Youth groups move to restore lost forests with medicinal plants

Youth Bridge Foundation (YBF), in partnership with two other groups, has embarked on what is dubbed the ‘Duapa Afforestation Pilot Project’ to restore the country’s lost forests with medicinal plants – a move that will provide the youth an alternative source of livelihood.

The project comes at a critical phase of Ghana’s national climate mitigation and adaptation efforts, which have seen the institution of an annual tree-planting day dubbed ‘Green Ghana Day’ since 2021.

YBF and its partners – If Not Us Then Who (a US-based organisation) and Nature4Climate, a conglomerate of 19 global climate-focused organisations – believe such a Day should not be narrowed down to just planting trees but must come with some opportunities for the youth to make a living; hence introduction of the project.

With regard to this, the project has planted Moringa, Prekes3 and Efomwisa seedlings on a one-acre land in Bowkrom in the Eastern Region.

A Medical Herbalist and Practitioner at the Nsawam Municipal Government Hospital, Dr. Prince Osei, encouraged the youth to take advantage of the opportunity the groups have provided; saying medicinal plants take a shorter time to mature and hence have the potential to provide regular income.

Eastern Regional Minister, Seth Kwame Acheampong, expressed delight with the youth groups’ initiative and urged them to keep supporting government’s climate agenda efforts.

“There is no telling what this project can achieve for Ghana if done right. We can take a step further from our national tree planting efforts to actually track the seedlings as they grow. I am elated that you chose the Eastern Region to pilot this project and I wish you the very best,” he said.

Communications Officer of Nature4Climate working on the project, Patricia De Matta, shared her thoughts on how the project will contribute to Ghana’s nature-based mitigation and adaptation measures.

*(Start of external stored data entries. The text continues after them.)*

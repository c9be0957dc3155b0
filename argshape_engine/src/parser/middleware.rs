use std::env;

use crate::namespace::Namespace;
use crate::parser::interface::UserInterface;
use crate::parser::printer::Printer;
use crate::parser::{ErrorContext, Outcome, Parser};

/// The configured command line parser.
/// Built via `CommandLineParser::build` or `CommandLineParser::build_parser`.
///
/// A `GeneralParser` may be used for any number of parses; each parse starts from a fresh copy of the rule defaults.
pub struct GeneralParser {
    program: String,
    parser: Parser,
    printer: Printer,
    user_interface: Box<dyn UserInterface>,
}

impl std::fmt::Debug for GeneralParser {
    fn fmt(&self, f: &mut std::fmt::Formatter<'_>) -> std::fmt::Result {
        f.debug_struct("GeneralParser")
            .field("program", &self.program)
            .finish()
    }
}

impl GeneralParser {
    pub(crate) fn new(
        program: impl Into<String>,
        parser: Parser,
        printer: Printer,
        user_interface: Box<dyn UserInterface>,
    ) -> Self {
        Self {
            program: program.into(),
            parser,
            printer,
            user_interface,
        }
    }

    /// The program name shown in the usage line.
    pub fn program(&self) -> &str {
        &self.program
    }

    /// Run the command line parser against the input tokens.
    ///
    /// Parsing happens in two phases:
    /// 1. Token matching aligns the tokens to arguments and options.
    /// All tokens must be matched successfully in order to proceed to the next phase.
    /// 2. Token capturing coerces the tokens and writes them into the [`Namespace`], over top of the rule defaults.
    ///
    /// If at any point the parser encounters an error (ex: un-matched token, un-coercible token, missing required rule, etc), it will report the error and return with `Err(1)`.
    ///
    /// If the help switch (`-h` or `--help`) is encountered, the parser will display the help message and return with `Err(0)`.
    /// This skips the phase #2 capturing.
    pub fn parse_tokens(&self, tokens: &[&str]) -> Result<Namespace, i32> {
        match self.parser.consume(tokens) {
            Ok(Outcome::Complete(namespace)) => Ok(namespace),
            Ok(Outcome::PrintHelp) => {
                self.printer
                    .print_help(&self.program, &*self.user_interface);
                Err(0)
            }
            Err((offset, parse_error)) => {
                self.user_interface.print_error(parse_error);
                self.user_interface
                    .print_error_context(ErrorContext::new(offset, tokens));
                Err(1)
            }
        }
    }

    /// Run the command line parser against the Cli [`env::args`].
    ///
    /// See [`GeneralParser::parse_tokens`] for the semantics.
    /// Where `parse_tokens` would return `Err(code)`, this exits with `code` (via [`std::process::exit`]).
    pub fn parse(&self) -> Namespace {
        let command_input: Vec<String> = env::args().skip(1).collect();
        match self.parse_tokens(
            command_input
                .iter()
                .map(AsRef::as_ref)
                .collect::<Vec<&str>>()
                .as_slice(),
        ) {
            Ok(namespace) => namespace,
            Err(exit_code) => {
                std::process::exit(exit_code);
            }
        }
    }

    /// Render the help message, as it would be displayed by `-h`.
    pub fn help(&self) -> String {
        self.printer.help_lines(&self.program).join("\n")
    }
}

“It is rewarding to see the real action happening on the ground. These young community members who are showing a high level of commitment and engagement are leading it. The Project also aligns to government’s Climate Agenda, and together with our partners and Youth Bridge Foundation we are here to support in this pilot and possible scale-ups across varied communities on the continent and in the world,” she said.

Adopting digital technology as a tool for plant management

In partnership with its international partners, YBF facilitated the transfer of a proven tech-enabled indigenous conservation and reforestation system to Bowkrom youth. Through this technology transfer, indigenous youth gained knowledge in using mobile phones to collect data, monitor, track plant growth and capture aerial views of landscapes to track changes on their degraded lands.

These youth, who hitherto had no experience in scientific research methods and data collection, are now able to use technology and indigenous knowledge to reclaim lost lands and monitor plants’ growth.

According to the Project Lead from Nature4Climate, Tom Berwick, the technology has been tested and used by indigenes in the Amazon Forest – Peru; and Ghana is the first African country to benefit from this technology transfer directly by the partners.

In acknowledging and emphasising the role, value and potential of digital technology in solving pressing cross-sectorial issues, Executive Director for YBF, Seth Oteng said: “From combatting global hunger to preserving nature, there is no doubting the limitless avenues we now enjoy because of technology…We can thus curb certain climate change concerns with it; especially as we rely on natural resources to supply certain basic needs that leave our environment vulnerable”.